The focus on monitoring network Internet Protocol addresses was carried out by the partners' Tipping and Cueing Task Force, a Five Eyes effort to allow their intelligence-gathering systems to "provide real-time alerts of events of interest."

It notes terrorists continue to target airlines and hotels for attack, and that public Internet services in such facilities have "clear characteristics" – suggesting that could make it easier to find a suspect.

Edward Snowden, who once worked for CSEC's American counterpart, gave the document to Brazil-based journalist Glenn Greenwald, who collaborated with the CBC. The public broadcaster released a censored version of the presentation, prepared by a CSEC "tradecraft developer" in the agency's network analysis centre.

Its disclosure prompted opposition MPs to accuse the Conservative government Friday of allowing CSEC to track Canadians and spy on them.

"Will the minister acknowledge that tracking the locations of Canadians by CSEC is against the law?" asked New Democrat MP David Christopherson in the House of Commons. "Will he at least acknowledge it is wrong?"

Defence Minister Rob Nicholson, who is responsible for CSEC, repeatedly told the House that the eavesdropping service made it clear to CBC that Canadian communications were not targeted, collected or used, nor were travellers' movements being tracked.

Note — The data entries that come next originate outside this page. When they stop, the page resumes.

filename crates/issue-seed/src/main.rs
mod catalog;
mod cli;
mod color;
mod commands;
mod config;
mod logging;
mod output;

use anyhow::Result;
use clap::{CommandFactory, Parser};
use cli::{Cli, Commands};
use config::Config;
use output::output_error;
use std::process::ExitCode;
use sync_core::Phases;

fn main() -> ExitCode {
    let cli = Cli::parse();
    color::init(cli.color);
    logging::init(cli.verbose);

    match run(&cli) {
        Ok(code) => code,
        Err(e) => {
            output_error(&e, cli.format);
            ExitCode::from(1)
        }
    }
}

fn run(cli: &Cli) -> Result<ExitCode> {
    // Completions need neither config nor catalog
    if let Some(Commands::Completions { shell }) = &cli.command {
        let mut cmd = Cli::command();
        let name = cmd.get_name().to_string();
        clap_complete::generate(*shell, &mut cmd, name, &mut std::io::stdout());
        return Ok(ExitCode::SUCCESS);
    }

    let mut config = Config::load(cli.config.clone())?;
    config.merge_with_cli(cli);
    let catalog = catalog::load(&config)?;

    let phases = match &cli.command {
        Some(Commands::Catalog { action }) => {
            return commands::catalog::handle_catalog(&catalog, action, cli.format);
        }
        Some(Commands::Labels) => Phases::LabelsOnly,
        Some(Commands::Issues) => Phases::IssuesOnly,
        None | Some(Commands::Sync) | Some(Commands::Completions { .. }) => Phases::All,
    };

    // Per-item failures are part of the report; only fatal errors change the exit status
    commands::sync::handle_sync(&config, &catalog, &cli.remote, phases, cli.format)?;
    Ok(ExitCode::SUCCESS)
}
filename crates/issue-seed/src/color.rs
use crate::cli::ColorChoice;
use std::io::IsTerminal;

/// Initialize color mode based on CLI choice and environment
pub fn init(choice: ColorChoice) {
    let should_color = match choice {
        ColorChoice::Always => true,
        ColorChoice::Never => false,
        // Respect NO_COLOR (https://no-color.org/), then require a terminal
        ColorChoice::Auto => std::env::var_os("NO_COLOR").is_none() && std::io::stdout().is_terminal(),
    };

    colored::control::set_override(should_color);
}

The watchdog over CSEC has consistently said the agency respects the law and the privacy of Canadians, Nicholson added.

CSEC spokeswoman Lauri Sullivan said in a statement that the agency is legally authorized to collect and analyze what is known as metadata – technical information used to route communications but not the actual contents of a phone call or message.

Some civil libertarians say CSEC's metadata monitoring is worrisome because even this material can reveal much about a person, such as their location and who they are contacting.

Sullivan said all CSEC activities "include measures to protect the privacy of Canadians."

"The classified document in question is a technical presentation between specialists exploring mathematical models built on everyday scenarios to identify and locate foreign terrorist threats," she added.

"The unauthorized disclosure of tradecraft puts our techniques at risk of being less effective when addressing threats to Canada and Canadians."

Material disclosed by Snowden last year indicated that Canada helped the United States and Britain spy on participants at the London G20 summit in 2009. Other documents from Snowden's extensive cache suggested CSEC once monitored Brazil's department of mines and energy.

Earlier this week, interim federal privacy commissioner Chantal Bernier said CSEC should table an annual public report in Parliament describing its continuing activities.

Bernier also recommended the eavesdropping agency disclose annual statistics on cases in which it assists other federal agencies with requests for interception, which can include monitoring of Canadians.